- Input data:
========================
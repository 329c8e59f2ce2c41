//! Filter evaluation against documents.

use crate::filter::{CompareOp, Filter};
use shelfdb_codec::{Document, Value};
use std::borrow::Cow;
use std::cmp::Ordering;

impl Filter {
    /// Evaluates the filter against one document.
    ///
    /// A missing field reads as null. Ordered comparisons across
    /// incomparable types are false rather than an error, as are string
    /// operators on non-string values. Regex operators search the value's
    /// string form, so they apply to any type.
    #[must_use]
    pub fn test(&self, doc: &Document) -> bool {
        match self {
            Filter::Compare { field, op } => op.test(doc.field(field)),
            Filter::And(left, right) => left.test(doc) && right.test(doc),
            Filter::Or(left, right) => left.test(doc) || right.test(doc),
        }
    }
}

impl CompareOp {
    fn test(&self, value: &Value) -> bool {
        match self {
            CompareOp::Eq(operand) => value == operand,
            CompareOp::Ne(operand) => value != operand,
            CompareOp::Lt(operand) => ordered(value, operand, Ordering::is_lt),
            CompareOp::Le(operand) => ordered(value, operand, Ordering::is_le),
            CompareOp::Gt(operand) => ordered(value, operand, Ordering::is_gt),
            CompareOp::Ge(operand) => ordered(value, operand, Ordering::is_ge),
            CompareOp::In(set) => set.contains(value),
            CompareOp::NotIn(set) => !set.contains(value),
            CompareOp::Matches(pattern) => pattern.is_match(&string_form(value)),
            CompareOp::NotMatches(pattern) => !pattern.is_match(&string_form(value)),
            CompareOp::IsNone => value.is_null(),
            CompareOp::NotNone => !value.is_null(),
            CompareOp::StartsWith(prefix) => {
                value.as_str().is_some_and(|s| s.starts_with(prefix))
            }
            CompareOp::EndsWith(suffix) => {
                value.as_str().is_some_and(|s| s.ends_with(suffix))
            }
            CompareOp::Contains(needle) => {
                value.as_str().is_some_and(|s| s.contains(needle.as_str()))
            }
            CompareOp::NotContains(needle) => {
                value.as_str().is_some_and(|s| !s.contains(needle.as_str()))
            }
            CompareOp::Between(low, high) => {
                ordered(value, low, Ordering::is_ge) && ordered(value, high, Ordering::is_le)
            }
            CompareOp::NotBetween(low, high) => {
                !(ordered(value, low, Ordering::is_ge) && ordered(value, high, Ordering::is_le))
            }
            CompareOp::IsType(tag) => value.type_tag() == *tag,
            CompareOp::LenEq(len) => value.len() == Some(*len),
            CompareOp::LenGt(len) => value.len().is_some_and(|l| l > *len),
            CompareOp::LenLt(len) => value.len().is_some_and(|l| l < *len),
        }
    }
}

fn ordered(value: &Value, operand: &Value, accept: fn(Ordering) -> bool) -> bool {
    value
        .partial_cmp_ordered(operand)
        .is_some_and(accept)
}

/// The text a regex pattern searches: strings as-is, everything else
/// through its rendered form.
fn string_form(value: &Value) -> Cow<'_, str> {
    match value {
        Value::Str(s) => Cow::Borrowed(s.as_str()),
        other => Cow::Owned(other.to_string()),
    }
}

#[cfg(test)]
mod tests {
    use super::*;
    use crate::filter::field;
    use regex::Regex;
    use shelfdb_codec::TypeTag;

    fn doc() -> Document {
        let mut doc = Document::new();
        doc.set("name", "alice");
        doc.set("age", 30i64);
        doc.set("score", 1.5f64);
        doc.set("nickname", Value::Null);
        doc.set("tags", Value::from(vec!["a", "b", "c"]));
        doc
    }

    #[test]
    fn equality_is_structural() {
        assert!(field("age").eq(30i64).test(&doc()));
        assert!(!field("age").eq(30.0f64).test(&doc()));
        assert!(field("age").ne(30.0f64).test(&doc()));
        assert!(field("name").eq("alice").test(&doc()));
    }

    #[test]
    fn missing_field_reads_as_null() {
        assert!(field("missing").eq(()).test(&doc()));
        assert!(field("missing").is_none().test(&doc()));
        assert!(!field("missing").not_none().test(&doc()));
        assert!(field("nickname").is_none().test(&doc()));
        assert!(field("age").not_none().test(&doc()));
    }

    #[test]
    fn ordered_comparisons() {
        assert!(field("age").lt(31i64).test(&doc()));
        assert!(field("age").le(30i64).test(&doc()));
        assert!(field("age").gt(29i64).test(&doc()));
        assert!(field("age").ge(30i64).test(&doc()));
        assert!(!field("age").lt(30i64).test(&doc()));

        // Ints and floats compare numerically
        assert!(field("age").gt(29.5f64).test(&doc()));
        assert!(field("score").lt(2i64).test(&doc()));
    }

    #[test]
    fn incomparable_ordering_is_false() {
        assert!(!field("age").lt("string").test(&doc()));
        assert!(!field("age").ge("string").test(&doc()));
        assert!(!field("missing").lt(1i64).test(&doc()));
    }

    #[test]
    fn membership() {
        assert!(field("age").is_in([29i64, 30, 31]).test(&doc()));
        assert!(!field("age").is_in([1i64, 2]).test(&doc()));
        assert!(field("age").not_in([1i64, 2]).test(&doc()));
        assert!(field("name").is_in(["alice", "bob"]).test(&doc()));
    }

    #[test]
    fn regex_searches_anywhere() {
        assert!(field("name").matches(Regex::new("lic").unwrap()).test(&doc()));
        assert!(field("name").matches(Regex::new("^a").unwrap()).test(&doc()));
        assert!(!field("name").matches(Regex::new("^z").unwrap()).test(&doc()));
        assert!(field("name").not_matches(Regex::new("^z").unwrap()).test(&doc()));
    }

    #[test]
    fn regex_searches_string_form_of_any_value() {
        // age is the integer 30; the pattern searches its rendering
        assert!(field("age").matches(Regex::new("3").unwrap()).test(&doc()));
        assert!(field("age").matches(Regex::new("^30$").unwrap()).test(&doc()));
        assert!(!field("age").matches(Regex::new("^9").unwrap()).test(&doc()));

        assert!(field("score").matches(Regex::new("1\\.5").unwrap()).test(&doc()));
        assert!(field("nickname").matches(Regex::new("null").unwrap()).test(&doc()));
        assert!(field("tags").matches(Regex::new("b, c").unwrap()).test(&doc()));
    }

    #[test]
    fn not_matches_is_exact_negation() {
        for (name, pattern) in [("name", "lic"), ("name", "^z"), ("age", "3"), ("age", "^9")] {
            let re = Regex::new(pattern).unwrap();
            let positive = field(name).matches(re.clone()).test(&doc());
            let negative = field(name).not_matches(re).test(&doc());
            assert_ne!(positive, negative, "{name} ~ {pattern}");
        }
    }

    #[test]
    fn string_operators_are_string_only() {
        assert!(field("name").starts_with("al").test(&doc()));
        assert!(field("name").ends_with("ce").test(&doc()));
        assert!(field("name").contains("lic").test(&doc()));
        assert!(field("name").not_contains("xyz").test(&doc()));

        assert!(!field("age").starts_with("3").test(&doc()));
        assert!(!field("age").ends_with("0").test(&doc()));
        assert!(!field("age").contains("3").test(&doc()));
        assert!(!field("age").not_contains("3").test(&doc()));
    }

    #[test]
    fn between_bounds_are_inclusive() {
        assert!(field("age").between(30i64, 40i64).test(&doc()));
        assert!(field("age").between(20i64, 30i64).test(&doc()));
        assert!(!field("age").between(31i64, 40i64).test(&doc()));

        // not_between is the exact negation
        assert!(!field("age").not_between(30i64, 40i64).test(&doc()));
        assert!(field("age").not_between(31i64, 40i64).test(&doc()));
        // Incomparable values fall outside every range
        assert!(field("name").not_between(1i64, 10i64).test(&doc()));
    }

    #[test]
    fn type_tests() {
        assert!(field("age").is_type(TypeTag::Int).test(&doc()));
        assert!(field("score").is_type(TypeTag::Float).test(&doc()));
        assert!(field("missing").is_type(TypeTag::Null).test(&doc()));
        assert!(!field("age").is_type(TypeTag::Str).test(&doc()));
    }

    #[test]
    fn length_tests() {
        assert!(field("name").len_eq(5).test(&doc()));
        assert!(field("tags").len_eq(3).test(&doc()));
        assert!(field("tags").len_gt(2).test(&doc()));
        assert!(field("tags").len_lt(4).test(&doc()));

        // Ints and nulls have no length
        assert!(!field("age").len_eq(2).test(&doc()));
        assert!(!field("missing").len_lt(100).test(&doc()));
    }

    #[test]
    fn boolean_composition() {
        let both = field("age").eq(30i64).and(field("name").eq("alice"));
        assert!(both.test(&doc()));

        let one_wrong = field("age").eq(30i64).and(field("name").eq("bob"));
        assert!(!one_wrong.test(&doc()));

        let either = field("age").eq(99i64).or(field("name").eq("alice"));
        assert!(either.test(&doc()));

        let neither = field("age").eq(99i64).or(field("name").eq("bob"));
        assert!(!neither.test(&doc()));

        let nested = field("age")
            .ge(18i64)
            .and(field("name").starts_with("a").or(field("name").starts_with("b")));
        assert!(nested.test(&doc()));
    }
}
========================
- Work to be completed: Above are some records. Copy each of their lines that holds the string "suffix".

- Task response:
            CompareOp::EndsWith(suffix) => {
                value.as_str().is_some_and(|s| s.ends_with(suffix))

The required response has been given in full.